I'm so glad you are here! I hope during your visit you get a glimpse of God's heart for we become what we are gazing at. I pray that God refreshes you and gives you readiness to persevere in what He has for you today.
My desire is to be a blessing to you in helping you know God more and make Him known so I've made these Resources available to you and have the Missional Living blog tab for practical ideas of how to live on mission right where you are. And currently I am writing my way through Judges sharing glimpses of God's heart and character for a weekday devotional. To check out the entire series so far head on over the the Judges Devotional.
"The men of Ephraim called out their forces, crossed over to Zaphon and said to Jephthah, 'Why did you go to fight the Ammonites without calling us to go with you? We're going to burn down your house over your head.' Jephthah answered, 'I and my people were engaged in a great struggle with the Ammonites, and although I called, you didn't save me out of their hands. When I saw that you wouldn't help, I took my life in my hands and crossed over to fight the Ammonites, and the LORD gave me the victory over them. Now why have you come up today to fight me?" Judges 12:1-3
This attitude is nothing new for the leaders of the tribe of Ephraim. They said almost exactly the same thing to Gideon a few chapters earlier, "Now the Ephraimites asked Gideon, 'Why have you treated us like this? Why didn't you call us when you went to fight Midian?' And they criticized him sharply." (8:1) But Gideon and Jephthah handle it two different ways. Gideon pacified the Ephraimites with flattery, "But he answered them, 'What have I accomplished compared to you? Aren't the gleanings of Ephraim's grapes better than the full grape harvest of Abiezer? God gave Oreb and Zeeb, the Midianite leaders, into your hands. What was I able to do compared to you?' At this, their resentment against him subsided." (8:2-3) and each had two different outcomes. Gideon's flattery outcome resulted in resentment subsiding. Jephthah's outcome resulted in war.
Sometimes speaking truth causes conflict.
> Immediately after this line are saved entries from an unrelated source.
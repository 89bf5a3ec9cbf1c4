//! Line-oriented codec between engine state and the flat store text.
//!
//! Layout: one header line, one record line per entity, a blank separator
//! line, then one line of history ids in view order (empty when the history
//! is empty).
//!
//! Record tuples, comma-joined:
//!
//! ```text
//! {id},TASK,{name},{status},{description},{minutes},{start}
//! {id},EPIC,{name},{status},{description},{minutes|},{start|}
//! {id},SUBTASK,{name},{status},{description},{epic_id},{minutes},{start}
//! ```
//!
//! Durations are whole minutes; starts are ISO-8601 local date-times. Epic
//! rollup columns are written for uniform record width but ignored on
//! decode, since rollups are recomputed from the relinked subtasks. The
//! decoder trusts the file: records go straight into the stores and the
//! schedule index with no overlap re-validation. Any malformed record
//! aborts the whole load; a partially loaded engine is never returned.

use crate::engine::TaskEngine;
use crate::models::{EntityId, Epic, SubTask, Task, TaskStatus};
use crate::{Error, Result};
use chrono::{Duration, NaiveDateTime};

/// First line of every store file.
pub const FILE_HEADER: &str = "id,type,name,status,description,epic,duration,start_time";

const DATE_TIME_FORMAT: &str = "%Y-%m-%dT%H:%M:%S";

/// Serialize the engine's full state to store text.
///
/// Records are written in id order per kind, so equivalent engines encode
/// to identical text.
pub fn encode(engine: &TaskEngine) -> String {
    let mut out = String::with_capacity(256);
    out.push_str(FILE_HEADER);
    out.push('\n');

    let mut tasks = engine.list_tasks();
    tasks.sort_by_key(|task| task.id);
    for task in &tasks {
        out.push_str(&format!(
            "{},TASK,{},{},{},{},{}\n",
            task.id,
            task.name,
            task.status,
            task.description,
            task.duration().num_minutes(),
            fmt_start(task.start_time()),
        ));
    }

    let mut epics = engine.list_epics();
    epics.sort_by_key(|epic| epic.id);
    for epic in &epics {
        out.push_str(&format!(
            "{},EPIC,{},{},{},{},{}\n",
            epic.id,
            epic.name,
            epic.status(),
            epic.description,
            epic.duration()
                .map(|d| d.num_minutes().to_string())
                .unwrap_or_default(),
            fmt_start(epic.start_time()),
        ));
    }

    let mut subtasks = engine.list_subtasks();
    subtasks.sort_by_key(|subtask| subtask.task.id);
    for subtask in &subtasks {
        out.push_str(&format!(
            "{},SUBTASK,{},{},{},{},{},{}\n",
            subtask.task.id,
            subtask.task.name,
            subtask.task.status,
            subtask.task.description,
            subtask.epic_id(),
            subtask.task.duration().num_minutes(),
            fmt_start(subtask.task.start_time()),
        ));
    }

    out.push('\n');

    let history: Vec<String> = engine
        .get_history()
        .iter()
        .map(|entity| entity.id().to_string())
        .collect();
    out.push_str(&history.join(","));
    out.push('\n');

    out
}

/// Reconstruct an engine from store text.
///
/// Inserts records directly, re-links subtasks into their parents in id
/// (creation) order, recomputes every epic rollup, floors the id counter at
/// the maximum id seen, then replays the history line.
pub fn decode(input: &str) -> Result<TaskEngine> {
    let mut lines = input.lines();
    match lines.next() {
        Some(header) if header == FILE_HEADER => {}
        other => {
            return Err(Error::CorruptRecord(format!(
                "bad or missing header: {:?}",
                other.unwrap_or("")
            )));
        }
    }

    let mut engine = TaskEngine::new();
    let mut max_id: EntityId = 0;
    loop {
        let Some(line) = lines.next() else {
            return Err(Error::CorruptRecord(
                "missing blank separator before history".to_string(),
            ));
        };
        if line.is_empty() {
            break;
        }
        let id = decode_record(&mut engine, line)?;
        max_id = max_id.max(id);
    }

    engine.relink_subtasks();
    engine.set_next_id(max_id);

    let history_line = lines.next().unwrap_or("");
    for part in history_line.split(',').filter(|part| !part.is_empty()) {
        let id: EntityId = part
            .parse()
            .map_err(|_| Error::CorruptRecord(format!("bad history id: {}", part)))?;
        engine.replay_view(id)?;
    }

    Ok(engine)
}

fn fmt_start(start: Option<NaiveDateTime>) -> String {
    start
        .map(|s| s.format(DATE_TIME_FORMAT).to_string())
        .unwrap_or_default()
}

fn corrupt(line: &str, reason: &str) -> Error {
    Error::CorruptRecord(format!("{}: {}", reason, line))
}

fn parse_id(field: &str, line: &str) -> Result<EntityId> {
    field.parse().map_err(|_| corrupt(line, "bad id"))
}

fn parse_status(field: &str, line: &str) -> Result<TaskStatus> {
    field.parse().map_err(|_| corrupt(line, "bad status"))
}

fn parse_minutes(field: &str, line: &str) -> Result<Duration> {
    let minutes: i64 = field.parse().map_err(|_| corrupt(line, "bad duration"))?;
    Ok(Duration::minutes(minutes))
}

fn parse_start(field: &str, line: &str) -> Result<NaiveDateTime> {
    NaiveDateTime::parse_from_str(field, DATE_TIME_FORMAT)
        .map_err(|_| corrupt(line, "bad start time"))
}

/// Decode one record line into the engine; returns the record's id.
fn decode_record(engine: &mut TaskEngine, line: &str) -> Result<EntityId> {
    let fields: Vec<&str> = line.split(',').collect();
    let tag = *fields.get(1).ok_or_else(|| corrupt(line, "missing type tag"))?;
    match tag {
        "TASK" => {
            let [id, _, name, status, description, duration, start] = fields[..] else {
                return Err(corrupt(line, "wrong field count for TASK"));
            };
            let mut task = Task::scheduled(
                name,
                description,
                parse_minutes(duration, line)?,
                parse_start(start, line)?,
            );
            task.id = parse_id(id, line)?;
            task.status = parse_status(status, line)?;
            let task_id = task.id;
            engine.insert_task_raw(task);
            Ok(task_id)
        }
        "EPIC" => {
            // Rollup columns are present but recomputed after relinking
            let [id, _, name, _, description, _, _] = fields[..] else {
                return Err(corrupt(line, "wrong field count for EPIC"));
            };
            let mut epic = Epic::new(name, description);
            epic.id = parse_id(id, line)?;
            let epic_id = epic.id;
            engine.insert_epic_raw(epic);
            Ok(epic_id)
        }
        "SUBTASK" => {
            let [id, _, name, status, description, epic_id, duration, start] = fields[..] else {
                return Err(corrupt(line, "wrong field count for SUBTASK"));
            };
            let mut subtask = SubTask::scheduled(
                name,
                description,
                parse_id(epic_id, line)?,
                parse_minutes(duration, line)?,
                parse_start(start, line)?,
            );
            subtask.task.id = parse_id(id, line)?;
            subtask.task.status = parse_status(status, line)?;
            let sub_id = subtask.task.id;
            engine.insert_subtask_raw(subtask);
            Ok(sub_id)
        }
        _ => Err(corrupt(line, "unknown type tag")),
    }
}

#[cfg(test)]
mod tests {
    use super::*;
    use crate::models::Entity;
    use chrono::NaiveDate;

    fn dt(hour: u32, min: u32) -> NaiveDateTime {
        NaiveDate::from_ymd_opt(2026, 3, 3)
            .unwrap()
            .and_hms_opt(hour, min, 0)
            .unwrap()
    }

    fn populated_engine() -> TaskEngine {
        let mut engine = TaskEngine::new();
        let t = engine
            .create_task(Task::scheduled(
                "solo",
                "standalone work",
                Duration::minutes(20),
                dt(9, 0),
            ))
            .unwrap();
        let e = engine.create_epic(Epic::new("release", "v1"));
        let s = engine
            .create_subtask(SubTask::scheduled(
                "step",
                "first step",
                e,
                Duration::minutes(30),
                dt(11, 0),
            ))
            .unwrap();
        engine.get_subtask(s).unwrap();
        engine.get_task(t).unwrap();
        engine.get_epic(e).unwrap();
        engine
    }

    #[test]
    fn test_encode_shape() {
        let text = encode(&populated_engine());
        let lines: Vec<&str> = text.lines().collect();

        assert_eq!(lines[0], FILE_HEADER);
        assert_eq!(lines[1], "1,TASK,solo,NEW,standalone work,20,2026-03-03T09:00:00");
        assert_eq!(lines[2], "2,EPIC,release,NEW,v1,30,2026-03-03T11:00:00");
        assert_eq!(lines[3], "3,SUBTASK,step,NEW,first step,2,30,2026-03-03T11:00:00");
        assert_eq!(lines[4], "");
        assert_eq!(lines[5], "3,1,2");
    }

    #[test]
    fn test_encode_empty_engine() {
        let text = encode(&TaskEngine::new());
        assert_eq!(text, format!("{}\n\n\n", FILE_HEADER));
    }

    #[test]
    fn test_roundtrip_preserves_state() {
        let original = populated_engine();
        let restored = decode(&encode(&original)).unwrap();

        // Same text means same entities, rollups, and history order
        assert_eq!(encode(&restored), encode(&original));

        let epic = restored.list_epics().pop().unwrap();
        assert_eq!(epic.subtask_ids(), &[3]);
        assert_eq!(epic.duration(), Some(Duration::minutes(30)));
        assert_eq!(epic.start_time(), Some(dt(11, 0)));
        assert_eq!(epic.end_time(), Some(dt(11, 30)));
    }

    #[test]
    fn test_roundtrip_restores_id_counter() {
        let mut restored = decode(&encode(&populated_engine())).unwrap();
        let next = restored
            .create_task(Task::scheduled(
                "later",
                "after reload",
                Duration::minutes(5),
                dt(15, 0),
            ))
            .unwrap();
        assert_eq!(next, 4);
    }

    #[test]
    fn test_roundtrip_restores_schedule_index() {
        let mut restored = decode(&encode(&populated_engine())).unwrap();

        // Reloaded windows still defend their slots
        let err = restored
            .create_task(Task::scheduled(
                "clash",
                "overlaps the subtask",
                Duration::minutes(10),
                dt(11, 10),
            ))
            .unwrap_err();
        assert!(matches!(err, Error::Overlap(3)));
    }

    #[test]
    fn test_decode_empty_history() {
        let text = format!(
            "{}\n1,TASK,a,NEW,b,10,2026-03-03T09:00:00\n\n\n",
            FILE_HEADER
        );
        let engine = decode(&text).unwrap();
        assert!(engine.get_history().is_empty());
        assert_eq!(engine.list_tasks().len(), 1);
    }

    #[test]
    fn test_decode_rejects_bad_header() {
        assert!(decode("id,name\n\n\n").is_err());
        assert!(decode("").is_err());
    }

    #[test]
    fn test_decode_rejects_unknown_tag() {
        let text = format!("{}\n1,BUG,a,NEW,b,10,2026-03-03T09:00:00\n\n\n", FILE_HEADER);
        let err = decode(&text).unwrap_err();
        assert!(matches!(err, Error::CorruptRecord(_)));
    }

    #[test]
    fn test_decode_rejects_wrong_field_count() {
        let text = format!("{}\n1,TASK,a,NEW,b,10\n\n\n", FILE_HEADER);
        assert!(decode(&text).is_err());
    }

    #[test]
    fn test_decode_rejects_unparsable_fields() {
        let bad_duration = format!(
            "{}\n1,TASK,a,NEW,b,soon,2026-03-03T09:00:00\n\n\n",
            FILE_HEADER
        );
        assert!(decode(&bad_duration).is_err());

        let bad_start = format!("{}\n1,TASK,a,NEW,b,10,yesterday\n\n\n", FILE_HEADER);
        assert!(decode(&bad_start).is_err());

        let bad_status = format!(
            "{}\n1,TASK,a,SOMEDAY,b,10,2026-03-03T09:00:00\n\n\n",
            FILE_HEADER
        );
        assert!(decode(&bad_status).is_err());
    }

    #[test]
    fn test_decode_rejects_missing_separator() {
        let text = format!("{}\n1,TASK,a,NEW,b,10,2026-03-03T09:00:00\n", FILE_HEADER);
        assert!(decode(&text).is_err());
    }

    #[test]
    fn test_decode_rejects_unknown_history_id() {
        let text = format!(
            "{}\n1,TASK,a,NEW,b,10,2026-03-03T09:00:00\n\n7\n",
            FILE_HEADER
        );
        assert!(decode(&text).is_err());
    }

    #[test]
    fn test_decode_skips_subtask_with_missing_epic() {
        // Trusted file with a dangling parent: the subtask loads but stays
        // unlinked, matching the defensive relink pass
        let text = format!(
            "{}\n5,SUBTASK,s,NEW,d,9,15,2026-03-03T09:00:00\n\n\n",
            FILE_HEADER
        );
        let engine = decode(&text).unwrap();
        assert_eq!(engine.list_subtasks().len(), 1);
        assert!(engine.list_epics().is_empty());
    }

    #[test]
    fn test_history_order_survives_roundtrip() {
        let mut engine = TaskEngine::new();
        let a = engine
            .create_task(Task::scheduled("a", "d", Duration::minutes(5), dt(9, 0)))
            .unwrap();
        let b = engine
            .create_task(Task::scheduled("b", "d", Duration::minutes(5), dt(10, 0)))
            .unwrap();
        engine.get_task(a).unwrap();
        engine.get_task(b).unwrap();
        engine.get_task(a).unwrap();

        let restored = decode(&encode(&engine)).unwrap();
        let ids: Vec<EntityId> = restored.get_history().iter().map(Entity::id).collect();
        assert_eq!(ids, vec![b, a]);
    }
}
There was a time when Austin was facebook friends with the President of the campus atheist club. In real life this guy was super nice but online he was vicious. He would post incredibly offensive things on Austin's wall trying to rile him up. Austin would engage with him using it as an opportunity to share the gospel. Many times there would be 80 comments and everyone knew "Joel" as a result. Austin was always very respectful yet said it how it was. He didn't flatter Joel. It finally got to a point where Joel was calling me names and Austin de-friended him. Speaking truth caused conflict but many people got to see Austin's grace in contrast to a hating heart spewing slander at him. Many people got to read the gospel because of this conflict. God used it.
We can choose to go through life speaking only 1/2 truths in hopes that everyone will always like us. Or we can speak the truth in love which just might hurt a little bit but please to the Lord. For if we are trying to please men, we can not be a servant of God. (Gal. 1:10)
Jephthah didn't really say anything that mean. He just told it how he saw it. But "when people are wrong and refuse to accept logical reasoning and confess their faults, they often turn to violence in order to protect heir reputation. This is the cause of most family disagreements, church fights, and international conflicts." (Wiersbe Bible Commentary)
But just like with Jephthah, when we step out to speak truth even though it may hurt, God will come through somehow. And even if things don't turn out the way we hope or expected, obeying God is always the best option.
Speaking truth in love is a learned thing. I guess worth a whole other post at a different time.